— Че говорить-то надо?
Оленька смущенно шепчет:
— Спасибо, — и бежит к отцу, который сидит на лавке и курит. Она устраивается между его коленей и смотрит на Андреева исподлобья и чуть кокетливо.
— Поедем в Челябинск жить, — сказал Григорий Петрович и сел рядом с Николаем. — У нас хорошо.
— Не-ет.
— А чего? У нас зверинец есть, мороженое вкусное.
— Не-ет.
— Езжай, — посоветовала мать. — Будешь жить у дяди Гриши, учиться пойдешь.
— И папка поедет?
— Хитрая какая! — засмеялся Григорий Петрович. — Пусть папка в Кыштыме остается.
Дочь теснее прижимается к отцу. А того распирает от радости. Она отказывается наотрез:
— Без папки не поеду.
— Моя дочка, — прижимает Оленьку Николай, и Григорий Петрович вздыхает. Эх, время, время. Сорок лет, как один миг. Когда долго не видишь близких, как-то теряешь ощущение его. А приедешь вот так в гости и только вздохнешь. Летит неудержимое!
Утром поднялись ни свет ни заря. Еще солнце не взошло, еще в низинах туман не рассеялся, а рыбаки уже шагали на озеро Травакуль. Оно лишь частичка озера Иртяш. Если сесть в лодку-моторку на травакульском берегу и плыть на север до противоположного берега, то это займет не один час. И приплывешь к другому городу — Каслям.
Травакуль с южной стороны затянуло травяной коркой — ковром. От матерого берега такой вот ковер лег метров за двести, а то и больше, толщиной, примерно, полметра. Осока растет на нем, кучерявятся мелкорослые березки, много ивняку и ольхи. Когда идешь по этому ковру, он зыбится, вот и качаешься, как на резине. А ноги в воде по щиколотку. Такой травяной ковер в Кыштыме называют лабузой.
До войны лабуза была излюбленным местом рыбалки. Чебак начинал клевать раньше всего здесь — в конце мая. Под лабузой держался еще лед, а мальчишки бегали по ней босиком, и ни черта их не брало. В разгар клева чебака на берегу по ночам горели сплошные костры, образовывая огненное ожерелье, если смотреть на берег с озера. Каждому хотелось захватить утреннюю зорьку, когда чебак брал особенно бешено, чуть ли не на голый крючок. То были тридцатые годы, голодновато было, и рыба, конечно, выручала. Рыбачили больше пацаны, родителям было недосуг.

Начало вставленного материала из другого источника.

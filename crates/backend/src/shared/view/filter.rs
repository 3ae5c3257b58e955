use contracts::shared::table::CellValue;
use std::cmp::Ordering;

use super::coerce::numeric_column;
use super::ViewResult;
use crate::shared::table::Table;

/// Keep rows whose numeric value in `column` is at least `min`
#[derive(Debug, Clone, PartialEq)]
pub struct Threshold {
    pub column: String,
    pub min: f64,
}

/// Keep rows whose value in `column` is one of `selected`
#[derive(Debug, Clone, PartialEq)]
pub struct Membership {
    pub column: String,
    pub selected: Vec<CellValue>,
}

/// Conjunction of thresholds and an optional membership test
#[derive(Debug, Clone, Default, PartialEq)]
pub struct RowFilter {
    thresholds: Vec<Threshold>,
    membership: Option<Membership>,
}

impl RowFilter {
    pub fn new() -> Self {
        Self::default()
    }

    pub fn at_least(mut self, column: impl Into<String>, min: f64) -> Self {
        self.thresholds.push(Threshold {
            column: column.into(),
            min,
        });
        self
    }

    /// An empty selection leaves the filter inactive rather than matching nothing
    pub fn one_of(mut self, column: impl Into<String>, selected: Vec<CellValue>) -> Self {
        self.membership = Some(Membership {
            column: column.into(),
            selected,
        });
        self
    }

    pub fn thresholds(&self) -> &[Threshold] {
        &self.thresholds
    }

    /// Rows passing every active condition, in original order.
    /// Missing or unparsable values never pass a threshold.
    pub fn apply(&self, table: &Table) -> ViewResult<Table> {
        let bounds = self
            .thresholds
            .iter()
            .map(|t| Ok((numeric_column(table, &t.column)?, t.min)))
            .collect::<ViewResult<Vec<_>>>()?;

        let membership = match &self.membership {
            Some(m) if !m.selected.is_empty() => Some((table.require(&m.column)?, &m.selected)),
            _ => None,
        };

        let keep: Vec<usize> = (0..table.len())
            .filter(|&row| {
                bounds
                    .iter()
                    .all(|(values, min)| values[row].map_or(false, |v| v >= *min))
            })
            .filter(|&row| match membership {
                Some((col, selected)) => matches_selection(&table.rows()[row][col], selected),
                None => true,
            })
            .collect();

        Ok(table.take(&keep))
    }
}

/// Numeric values compare numerically, anything else by display text
pub fn matches_selection(value: &CellValue, selected: &[CellValue]) -> bool {
    if value.is_null() {
        return false;
    }
    selected.iter().any(|s| match (value.as_f64(), s.as_f64()) {
        (Some(a), Some(b)) => a == b,
        _ => value.to_string() == s.to_string(),
    })
}

/// Distinct numeric values of a column, ascending. Missing and unparsable
/// values are left out rather than turning the options into text.
pub fn numeric_options(table: &Table, column: &str) -> ViewResult<Vec<CellValue>> {
    let mut numbers: Vec<f64> = numeric_column(table, column)?.into_iter().flatten().collect();
    numbers.sort_by(|a, b| a.partial_cmp(b).unwrap_or(Ordering::Equal));
    numbers.dedup();
    Ok(numbers.into_iter().map(CellValue::Number).collect())
}

/// Initial multi-select state: the first three options, or all when fewer
pub fn default_selection(options: &[CellValue]) -> Vec<CellValue> {
    options.iter().take(3).cloned().collect()
}

#[cfg(test)]
mod tests {
    use super::*;
    use crate::shared::view::profile::column_range;
    use crate::shared::view::ViewError;

    fn promo() -> Table {
        Table::from_csv(
            "anchor_description,discount_pct,total_revenue_impact,cross_sell_items\n\
             MUG,0.05,100,2\n\
             LANTERN,0.10,250,4\n\
             CANDLE,0.15,-30,1\n\
             TIN,0.20,80,3\n\
             BAG,0.05,n/a,5\n"
                .as_bytes(),
        )
        .unwrap()
    }

    fn names(table: &Table) -> Vec<String> {
        table.rows().iter().map(|r| r[0].to_string()).collect()
    }

    #[test]
    fn test_thresholds_are_anded() {
        let filtered = RowFilter::new()
            .at_least("total_revenue_impact", 80.0)
            .at_least("cross_sell_items", 3.0)
            .apply(&promo())
            .unwrap();
        assert_eq!(names(&filtered), vec!["LANTERN", "TIN"]);
    }

    #[test]
    fn test_filter_is_monotonic() {
        let table = promo();
        let bounds = [-100.0, -30.0, 0.0, 80.0, 100.0, 250.0, 300.0];
        for pair in bounds.windows(2) {
            let loose = RowFilter::new().at_least("total_revenue_impact", pair[0]).apply(&table).unwrap();
            let tight = RowFilter::new().at_least("total_revenue_impact", pair[1]).apply(&table).unwrap();
            assert!(tight.rows().iter().all(|row| loose.rows().contains(row)));
            assert!(tight.len() <= loose.len());
        }
    }

    #[test]
    fn test_default_minimum_keeps_every_row() {
        let table = promo();
        let (min, _) = column_range(&table, "cross_sell_items").unwrap().unwrap();
        let filtered = RowFilter::new().at_least("cross_sell_items", min).apply(&table).unwrap();
        assert_eq!(filtered, table);
    }

    #[test]
    fn test_empty_selection_only_applies_thresholds() {
        let table = promo();
        let thresholds = RowFilter::new().at_least("cross_sell_items", 2.0);

        let with_empty = thresholds
            .clone()
            .one_of("discount_pct", vec![])
            .apply(&table)
            .unwrap();
        let without = thresholds.apply(&table).unwrap();

        assert_eq!(with_empty, without);
        assert_eq!(with_empty.len(), 4);
    }

    #[test]
    fn test_membership_matches_numerically() {
        let filtered = RowFilter::new()
            .one_of("discount_pct", vec![CellValue::Number(0.05), CellValue::Number(0.2)])
            .apply(&promo())
            .unwrap();
        assert_eq!(names(&filtered), vec!["MUG", "TIN", "BAG"]);
    }

    #[test]
    fn test_missing_threshold_column_fails() {
        let result = RowFilter::new().at_least("lift", 1.0).apply(&promo());
        assert_eq!(result, Err(ViewError::MissingColumn("lift".to_string())));
    }

    #[test]
    fn test_numeric_options_and_default_selection() {
        let options = numeric_options(&promo(), "discount_pct").unwrap();
        assert_eq!(
            options,
            vec![
                CellValue::Number(0.05),
                CellValue::Number(0.1),
                CellValue::Number(0.15),
                CellValue::Number(0.2),
            ]
        );
        assert_eq!(default_selection(&options), options[..3].to_vec());
        assert_eq!(default_selection(&options[..2]), options[..2].to_vec());

        assert!(numeric_options(&promo(), "anchor_description").unwrap().is_empty());
    }

    #[test]
    fn test_numeric_options_skip_unparsable_levels() {
        let table = Table::from_csv("discount_pct\n20\n5\nunknown\n15\n10\n5\n".as_bytes()).unwrap();
        let options = numeric_options(&table, "discount_pct").unwrap();

        assert_eq!(
            options,
            vec![
                CellValue::Number(5.0),
                CellValue::Number(10.0),
                CellValue::Number(15.0),
                CellValue::Number(20.0),
            ]
        );
        assert_eq!(
            default_selection(&options),
            vec![CellValue::Number(5.0), CellValue::Number(10.0), CellValue::Number(15.0)]
        );
    }
}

Одно время приходил на лабузу нижнезаводский глуховатый дядя Павел с племянником. Смотрит, смотрит он на поплавки и враз заснет. Это у него после контузии, в гражданскую получил. Минуту спит, две спит и так же вдруг просыпается, словно бы ничего и не было. Случалось так, что во время этого мимолетного сна вдруг начнет плясать поплавок. Тогда племянник орал на все озеро:
— Дядя Павел, момошит!
Но дядя Павел исправно отоспит свою минуту и только после этого хватает удилище. Крик племянника слышали все рыбаки. И эти слова: «Дядя Павел, момошит» (он хотел сказать «тормошит») въелись многим. Как кто-нибудь зазевается, ему орут с издевкой:
— Эй, дядя Павел, у тебя момошит.
Николай Глазков любил повторять эти слова и теперь, спустя тридцать лет.
Лодка у Глазкова была долбленой, смолой залита от бортов до днища, поэтому она черная и ноздри щекочет смоляной запах. Облюбовали возле лабузы тихий заливчик, наполовину заросший кувшинкой, и принялись за дело.
Поднялось солнце. По теплой воде ползли белесые струйки тумана. Из камышиных зарослей, потревоженные кем-то, поднялись две кряквы и, свистя крыльями, улетели на озеро. Из города донесся гулкий паровозный гудок. Николай навесил козырек кепки на самые глаза — чтоб не мешали солнечные блики. Три донных удочки разложил веером на весле и закурил. Но леску с ходу повело первым у Андреева. Окунь схватил сразу и сильно, потому удилище стукнуло о борт. Леска поехала вкось. Андреев потянул и с радостью почувствовал упругое сопротивление. Зеленого с черными поперечными полосами окуня в лодку выбросил рывком. Видно, здесь рыбалка повеселее, чем на Сугомаке.
Ловили рыбу и разговаривали, одно другому не мешало. Григорий Петрович спросил:
— Ты Алешку Куприянова помнишь?
— Зарешного, что ли? Помню. А что?
— И старика?
— Кто же его не знает? Рыбак — солены уши.
— На Сугомаке позавчера встретил. Дочь, мол, приехала, ухи просит. Вот и подался на рыбалку.